Ilustración por Heberto
Tal vez sean los 15mg de Addies XR que azotan de cada cierto momento (y esos momentos meritorios de azotes anfetamínicos se distribuyen de manera perfecta) pero tengo los pies y la cabeza, las manos y los vellos de las piernas encrespados/rimbombantes/pidiendo baile y listos para la acción. Y la acción se escribe así: No sé cuántos palos de güisqui con un chin de agua nos metimos al cuerpo en Nellylandia antes de entrar a la presentación. No por inconciencia. No por desaprobar los precios de La Respuesta. No por odio. ¡Nellylandia por condición de pobres! Por arrancaos’ sin un billete más ostentoso que unos cuantos washingtons, entre la loquera de los bolsillos –en alguno de los dos bolsillos laterales o en el chaleco o en algún lugar de la borrachera y, claro, alguno que otro cambio de dimes y pesetas que se guardan esplendorosamente envueltos entre otras miserias de $1 dentro de la cartera. Pues es que hace par, desde el verano 2008 que no veíamos ni escuchábamos en vivo y a todo color a Superaquello. Lo digo sin pretensiones terceras. Lo digo con el pecho hecho mierda por el sudor y por el alcohol, “Como uno baila y canta cuando toca SuperAquello”.

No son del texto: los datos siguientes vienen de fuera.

//! # nsbrand Command Modules
//!
//! File: cli/src/commands/mod.rs
//!
//! ## Overview
//!
//! Routes the raw tokens captured by `main.rs` to a command. The first token
//! names the command; everything after it is handed to the option parser.
//!
//! ## Commands
//!
//! - `build`: branded copy of the template tree in an output directory
//! - `install`: deprecated in-place branding of the template tree
//! - `help`, `--help`, `-h`, or no command at all: usage text
//!
//! An unknown command prints an error line followed by the usage text and is
//! not treated as a failure.
//!

/// `nsbrand build`.
pub mod build;
/// Working directory, settings, and options shared by the commands.
pub mod context;
/// Usage text.
pub mod help;
/// `nsbrand install`.
pub mod install;
/// Token-level option parsing.
pub mod options;

use crate::common::ui::{self, StdinConfirm};
use crate::core::error::Result;
use anyhow::Context;
use context::RunContext;
use options::Options;
use tracing::debug;

/// Dispatches `tokens` (command name first) to its handler.
pub fn run(tokens: &[String]) -> Result<()> {
    let Some((name, rest)) = tokens.split_first() else {
        help::print_help();
        return Ok(());
    };
    debug!("Command '{}' with options {:?}", name, rest);

    match name.as_str() {
        "help" | "--help" | "-h" => help::print_help(),
        "build" => {
            build::handle_build(&load_context(rest)?)?;
        }
        "install" => {
            install::handle_install(&load_context(rest)?, &mut StdinConfirm)?;
        }
        other => {
            ui::error(&format!("Error: Unknown command: {}", other));
            help::print_help();
        }
    }
    Ok(())
}

fn load_context(rest: &[String]) -> Result<RunContext> {
    let cwd = std::env::current_dir().context("Failed to determine the working directory")?;
    RunContext::load(cwd, Options::parse(rest))
}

Como los lapsos químicos cerebrales impuestos a pura conciencia por este servidor: Tres fueron los azotes. Tres fueron los sets de SuperAquello.
Y juro. Lo digo. Lo alboroto.
Exquisitos por demás, como instalarse a la multitud y chocar bailando y, sudar sudados todos y, sonreír en complicidad mientras te sonríen y, cantar y dejarse cantar en los oídos y al final esa canción. Esa media naranja. Esa canción que te parte como naranja en manos de cualquier sucio aparato destructor y fraguador de jugos. Con el pecho sudao’ y hecho mierda. De vuelta al Dewars con agua de pluma con plomo y desperdicios cloaquenses que a media velocidad puedo bailar salsa de vellonera con las mejores criaturas de la noche. Esa noche. La noche en que mi pecho tocó por horas las paredes de tantos cuerpos.
¿Tú fuiste? Yo se que sí. ¡Exquisito!